Welsh adventure clothing brand Howies is to relaunch its wholesale division, as it celebrates 21 years in business.




In 2006, the brand was sold to Timberland, which was subsequently bought out – in June 2011 – by VF Corporation, the US-based owner of denim brands Wrangler and 7 For All Mankind.

Howies’ management team bought the company back from fashion group VF Corporation at the end of 2011, although original founders David and Clare Hieatt exited the business in 2008.

“We have been ramping back up since we took control again in 2011 and now is a good time to get back into wholesale,” said sales and marketing director Ade Gunn-Wilson.

The active clothing company’s 200-piece range comprises about 50% lifestyle and 50% activewear, and 60% for men and 40% for women. It has a keen focus on ethical production with minimal environmental impact. Wholesale prices range from £10 for T-shirts to £140 for Ventile wool-wadded jackets.

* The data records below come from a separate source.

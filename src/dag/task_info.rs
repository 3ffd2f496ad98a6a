// src/dag/task_info.rs

//! Readiness records and the external blocking hook.

use std::fmt;

use serde::Serialize;

use crate::engine::TaskId;

/// Derived readiness of a task with respect to its dependencies.
#[derive(Debug, Clone, Copy, PartialEq, Eq, Hash, Serialize)]
#[serde(rename_all = "lowercase")]
pub enum ReadinessState {
    /// All dependencies completed; the task may be dispatched.
    Ready,
    /// Some dependencies have not completed yet.
    Waiting,
    /// At least one dependency failed or is externally blocked.
    Blocked,
    Running,
    Completed,
    Failed,
}

impl fmt::Display for ReadinessState {
    fn fmt(&self, f: &mut fmt::Formatter<'_>) -> fmt::Result {
        let s = match self {
            ReadinessState::Ready => "ready",
            ReadinessState::Waiting => "waiting",
            ReadinessState::Blocked => "blocked",
            ReadinessState::Running => "running",
            ReadinessState::Completed => "completed",
            ReadinessState::Failed => "failed",
        };
        f.write_str(s)
    }
}

/// Readiness record for a single task.
///
/// Always derivable from the graph plus the completed/failed/running sets;
/// the calculator only caches it.
#[derive(Debug, Clone, PartialEq, Eq, Serialize)]
pub struct TaskReadiness {
    pub task_id: TaskId,
    pub state: ReadinessState,
    /// Dependencies that have not completed (and are not blocking).
    pub waiting_on: Vec<TaskId>,
    /// Dependencies that failed or are externally blocked.
    pub blocked_by: Vec<TaskId>,
    pub completed_deps: Vec<TaskId>,
    /// Percentage of dependencies completed, `0..=100`.
    pub progress: u8,
}

impl TaskReadiness {
    pub fn total_deps(&self) -> usize {
        self.waiting_on.len() + self.blocked_by.len() + self.completed_deps.len()
    }

    pub fn is_ready(&self) -> bool {
        self.state == ReadinessState::Ready
    }
}

/// Optional collaborator that knows about blocks outside the dependency graph
/// (e.g. a task waiting on a human or on an external ticket).
pub trait BlockingSource: Send + Sync {
    fn is_blocked(&self, task_id: &str) -> bool;
}

impl<F> BlockingSource for F
where
    F: Fn(&str) -> bool + Send + Sync,
{
    fn is_blocked(&self, task_id: &str) -> bool {
        self(task_id)
    }
}
// src/logging.rs

//! Logging setup for `taskorch` using `tracing` + `tracing-subscriber`.
//!
//! The filter comes from, in order:
//! 1. the `--log-level` CLI flag;
//! 2. the `TASKORCH_LOG` environment variable, which accepts full
//!    `EnvFilter` directives (`info,taskorch::verify=debug`);
//! 3. `info`.
//!
//! Logs go to STDERR; stdout carries the dry-run report and the summary.

use anyhow::{Context, Result};
use tracing_subscriber::{EnvFilter, fmt};

use crate::cli::LogLevel;

pub const LOG_ENV_VAR: &str = "TASKORCH_LOG";

const DEFAULT_DIRECTIVE: &str = "info";

/// Install the global subscriber. Fails if one is already installed.
pub fn init_logging(cli_level: Option<LogLevel>) -> Result<()> {
    let env_value = std::env::var(LOG_ENV_VAR).ok();
    let directive = resolve_directive(cli_level, env_value.as_deref());
    let filter = EnvFilter::try_new(&directive)
        .with_context(|| format!("invalid log filter '{directive}'"))?;

    fmt()
        .with_env_filter(filter)
        .with_target(true)
        .with_writer(std::io::stderr)
        .try_init()
        .map_err(|e| anyhow::anyhow!("installing tracing subscriber: {e}"))?;

    Ok(())
}

fn resolve_directive(cli_level: Option<LogLevel>, env_value: Option<&str>) -> String {
    if let Some(level) = cli_level {
        return level_directive(level).to_string();
    }
    env_value
        .map(str::trim)
        .filter(|v| !v.is_empty() && EnvFilter::try_new(v).is_ok())
        .map_or_else(|| DEFAULT_DIRECTIVE.to_string(), str::to_string)
}

fn level_directive(level: LogLevel) -> &'static str {
    match level {
        LogLevel::Error => "error",
        LogLevel::Warn => "warn",
        LogLevel::Info => "info",
        LogLevel::Debug => "debug",
        LogLevel::Trace => "trace",
    }
}

#[cfg(test)]
mod tests {
    use super::*;

    #[test]
    fn cli_flag_wins_over_env() {
        assert_eq!(resolve_directive(Some(LogLevel::Warn), Some("trace")), "warn");
    }

    #[test]
    fn env_directives_pass_through() {
        assert_eq!(resolve_directive(None, Some(" debug ")), "debug");
        assert_eq!(
            resolve_directive(None, Some("info,taskorch::verify=debug")),
            "info,taskorch::verify=debug"
        );
    }

    #[test]
    fn falls_back_to_info() {
        assert_eq!(resolve_directive(None, Some("")), "info");
        assert_eq!(resolve_directive(None, Some("taskorch=loud")), "info");
        assert_eq!(resolve_directive(None, None), "info");
    }
}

“We’ve now got dedicated cycling and running ranges, as well as everydaywear such as waterproof jeans or breathable merino jumpers. We’re looking to push into accounts that suit the brand, so we’re selling to a few accounts for spring 17 and rolling out properly for autumn 17.

“We’re targeting cycling, running and general outdoor stores, as well as those that sell the likes of Carhartt and Patagonia, which focus that combination of streetwear and workwear.”

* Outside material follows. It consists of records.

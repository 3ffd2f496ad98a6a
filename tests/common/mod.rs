#![allow(dead_code)]

use std::sync::{Arc, Mutex};

use tokio::sync::mpsc;

use taskorch::config::PlanFile;
use taskorch::engine::{Orchestrator, Runtime, RuntimeEvent, RuntimeOptions};
use taskorch::verify::VerificationRouter;

pub use taskorch_test_utils::builders::{PlanFileBuilder, TaskConfigBuilder};
pub use taskorch_test_utils::fake_executor::FakeExecutor;
pub use taskorch_test_utils::fake_test_runner::FakeTestRunner;
pub use taskorch_test_utils::{init_tracing, with_timeout};

/// Result of driving a plan to completion with fakes.
pub struct RunOutcome {
    pub core: Orchestrator,
    pub executed: Vec<String>,
}

/// Run `plan` through the real runtime with a [`FakeExecutor`] and the given
/// test runner. `failing` tasks report a non-zero exit code.
pub async fn run_plan(plan: &PlanFile, runner: FakeTestRunner, failing: &[&str]) -> RunOutcome {
    let (tx, rx) = mpsc::channel::<RuntimeEvent>(64);
    let executed = Arc::new(Mutex::new(Vec::new()));

    let executor = FakeExecutor::new(tx.clone(), Arc::clone(&executed)).failing(failing);
    let router = VerificationRouter::new(plan.router_options()).with_test_runner(runner);
    let options = RuntimeOptions {
        max_parallel: plan.config.max_parallel,
        exit_when_idle: true,
    };
    let core = Orchestrator::from_plan(plan, options);

    let core = with_timeout(Runtime::new(core, rx, executor, router).run())
        .await
        .expect("runtime failed");

    let executed = executed.lock().unwrap().clone();
    RunOutcome { core, executed }
}
use std::collections::HashSet;
use std::future::Future;
use std::pin::Pin;
use std::sync::{Arc, Mutex};

use tokio::sync::mpsc;
use taskorch::engine::{RuntimeEvent, ScheduledTask, TaskOutcome};
use taskorch::errors::Result;
use taskorch::exec::ExecutorBackend;

/// A fake executor that:
/// - records which tasks were "run", in dispatch order
/// - immediately reports `TaskFinished` for each scheduled task, with the
///   task's declared artifacts as changed files
/// - fails (exit code 1) every task listed via [`FakeExecutor::failing`].
pub struct FakeExecutor {
    runtime_tx: mpsc::Sender<RuntimeEvent>,
    executed: Arc<Mutex<Vec<String>>>,
    failing: HashSet<String>,
}

impl FakeExecutor {
    pub fn new(
        runtime_tx: mpsc::Sender<RuntimeEvent>,
        executed: Arc<Mutex<Vec<String>>>,
    ) -> Self {
        Self {
            runtime_tx,
            executed,
            failing: HashSet::new(),
        }
    }

    pub fn failing(mut self, tasks: &[&str]) -> Self {
        self.failing = tasks.iter().map(|t| t.to_string()).collect();
        self
    }
}

impl ExecutorBackend for FakeExecutor {
    fn spawn_ready_tasks(
        &mut self,
        tasks: Vec<ScheduledTask>,
    ) -> Pin<Box<dyn Future<Output = Result<()>> + Send + '_>> {
        let tx = self.runtime_tx.clone();
        let executed = Arc::clone(&self.executed);
        let failing = self.failing.clone();

        Box::pin(async move {
            for t in tasks {
                {
                    let mut guard = executed.lock().unwrap();
                    guard.push(t.id.clone());
                }

                let (outcome, changed_files) = if failing.contains(&t.id) {
                    (TaskOutcome::Failed(1), Vec::new())
                } else {
                    (TaskOutcome::Success, t.artifacts.clone())
                };

                tx.send(RuntimeEvent::TaskFinished {
                    task: t.id.clone(),
                    outcome,
                    changed_files,
                })
                .await
                .map_err(anyhow::Error::from)?;
            }
            Ok(())
        })
    }
}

Howies, which has a team of 11 at its head office in Carmarthen, currently sells online through its own website. Around 20% of sales come from customers in overseas markets in countries including Germany, France, Sweden, the US and Canada.

During the time the firm only sold through its own site, it had been rolling out new products as they were developed.

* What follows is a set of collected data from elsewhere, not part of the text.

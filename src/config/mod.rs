// src/config/mod.rs

//! Plan file loading and validation for taskorch.
//!
//! Responsibilities:
//! - Define the TOML-backed data model (`model.rs`).
//! - Load a plan file from disk (`loader.rs`).
//! - Validate basic invariants like DAG correctness (`validate.rs`).

pub mod loader;
pub mod model;
pub mod validate;

pub use loader::{default_config_path, load_and_validate, load_from_path, parse_str};
pub use model::{
    ConfigSection, PlanFile, RawPlanFile, TaskConfig, VerificationSection, VerificationSettings,
};
pub use validate::parse_duration;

“Now we have made a big leap to designing complete collections in advance,” said Gunn-Wilson, explaining that the firm has started working with a new US-based menswear designer called Paul Wood.

He added: “Our focus on the way our products are produced is probably stronger than it has ever been and the market is definitely moving that way. We do some great organic and recycled denims and these will continue to grow. Our favourite mills for organic are Nihon Menpu and Kuroki [in Japan], and Cone Mills [in the US] do some brilliant recycled denim.

”We have been on a mission to remove PFCs [perfluorinated compounds] from our garments, and with the help of Greenpeace pushing the big brands, that is now becoming a reality.”